JPH05164976A - Electronic endoscope device - Google Patents

Abstract

(57) [Abstract] [Purpose] The metering system in the automatic light control mechanism can be automatically switched based on the image data to reduce the operational burden on the operator and enhance the inspection efficiency. [Structure] The video process circuit which receives the image signal from the CCD calculates a histogram of the image signal (steps 32 and 36 in FIG. 3). On this histogram, the threshold value of the image intensity is set, and the ratio of the total value of the frequencies of the regions divided by this threshold value is checked (steps 33 and 3 in the same figure).
7). As a result of this ratio check, when the ratio of the total frequency value of the regions above the threshold value exceeds the constant ratio 0.4, the peak metering mode is switched to (step 34 in the figure). On the contrary, when the ratio falls below the fixed ratio of 0.2, the mode is switched to the average photometry mode (step 38 in the figure).

Description

Detailed Description of the Invention

[0001]

BACKGROUND OF THE INVENTION 1. Field of the Invention The present invention relates to an electronic endoscope system, and more particularly, to automatic light control (ALC) for illuminating a subject.
Regarding improvement of Auto Light Control) function.

[0002]

2. Description of the Related Art Generally, an automatic light control mechanism in an electronic endoscope apparatus generates a light amount adjustment signal, that is, an input signal for a light amount diaphragm, using an image signal obtained based on reflected light from a subject, This input signal is supplied to the diaphragm control circuit together with the reference signal to form a feedback system.

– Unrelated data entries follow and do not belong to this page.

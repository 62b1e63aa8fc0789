//! Collection of general utility functions.
//!
//! This module serves as a repository for small, reusable helpers that do not
//! fit into other specific domain modules.

pub mod generate_reset_token;
pub mod jwt;
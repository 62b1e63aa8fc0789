use rand::RngCore;
use rand::rngs::OsRng;

/// Generates an unguessable password-reset token.
///
/// Draws 32 bytes (256 bits) from the operating system's CSPRNG and renders
/// them as a fixed-length 64-character lowercase hex string. The token is
/// opaque to callers and only ever compared by exact string equality.
pub fn generate_reset_token() -> String {
    let mut bytes = [0u8; 32];
    OsRng.fill_bytes(&mut bytes);
    hex::encode(bytes)
}
//! Attribution service entry point

use anyhow::Context;
use dpc_attribution::{api::create_router, logging, AppState, Config};

#[tokio::main]
async fn main() -> anyhow::Result<()> {
    if let Err(e) = dotenvy::dotenv() {
        if !e.not_found() {
            return Err(e).context("Failed to read .env file");
        }
    }

    let config = Config::load().context("Failed to load configuration")?;
    config
        .validate()
        .map_err(|e| anyhow::anyhow!("Invalid configuration: {e}"))?;

    let _log_guard = logging::init_logging(&config.logging).context("Failed to initialize logging")?;

    let addr = config
        .socket_addr()
        .context("Failed to determine socket address")?;

    tracing::info!(
        version = env!("CARGO_PKG_VERSION"),
        listen_addr = %addr,
        batch_size = config.queue.batch_size,
        "Starting attribution service"
    );

    let state = AppState::new(config)
        .await
        .context("Failed to initialize application state")?;
    let app = create_router(state);

    let listener = tokio::net::TcpListener::bind(addr)
        .await
        .with_context(|| format!("Failed to bind TCP listener on {addr}"))?;

    axum::serve(listener, app)
        .with_graceful_shutdown(shutdown_signal())
        .await
        .context("Server terminated unexpectedly")?;

    tracing::info!("Attribution service shutdown complete");
    Ok(())
}

#[cfg(unix)]
async fn shutdown_signal() {
    use tokio::signal::unix::{signal, SignalKind};

    let mut sigterm = match signal(SignalKind::terminate()) {
        Ok(s) => s,
        Err(e) => {
            tracing::warn!(error = %e, "Failed to install SIGTERM handler, waiting for SIGINT only");
            let _ = tokio::signal::ctrl_c().await;
            return;
        }
    };

    tokio::select! {
        _ = tokio::signal::ctrl_c() => tracing::info!("SIGINT received, starting graceful shutdown..."),
        _ = sigterm.recv() => tracing::info!("SIGTERM received, starting graceful shutdown..."),
    }
}

#[cfg(not(unix))]
async fn shutdown_signal() {
    let _ = tokio::signal::ctrl_c().await;
    tracing::info!("Shutdown signal received, starting graceful shutdown...");
}
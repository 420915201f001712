//! Shared application state

use crate::config::Config;
use crate::db::{self, JobStore, PgJobStore, PgResourceStore, ResourceStore};
use std::sync::Arc;

#[derive(Clone)]
pub struct AppState {
    pub config: Arc<Config>,
    pub resources: Arc<dyn ResourceStore>,
    pub jobs: Arc<dyn JobStore>,
}

impl AppState {
    /// Connect to Postgres (running migrations when configured) and build the stores.
    pub async fn new(config: Config) -> crate::Result<Self> {
        let pool = db::connect(&config.database).await?;
        Ok(Self {
            config: Arc::new(config),
            resources: Arc::new(PgResourceStore::new(pool.clone())),
            jobs: Arc::new(PgJobStore::new(pool)),
        })
    }

    /// State over caller-provided stores.
    pub fn with_stores(
        config: Config,
        resources: Arc<dyn ResourceStore>,
        jobs: Arc<dyn JobStore>,
    ) -> Self {
        Self {
            config: Arc::new(config),
            resources,
            jobs,
        }
    }
}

There are an average metering method and a peak metering method as a photometric method for generating the light amount adjustment signal. The average photometry is a method of calculating the average value of the image signal and adopting the average value as the light quantity adjustment signal, and the peak photometry is the method of adopting the signal of the highest value among the image signals as the light quantity adjustment signal.

When the average photometry method is adopted, the average value forms a light amount adjustment signal when observing a protruding portion such as the corner of the stomach, so that the light from the automatic light control mechanism is strongly controlled, Halation occurs due to the strong reflected light from the corners, making it unobservable. On the other hand, when peak metering is adopted, if strong reflected light is present in part, the image signal due to the strong reflected light forms a light amount adjustment signal, so most of the image other than that strong reflected light becomes dark. Becomes unobservable.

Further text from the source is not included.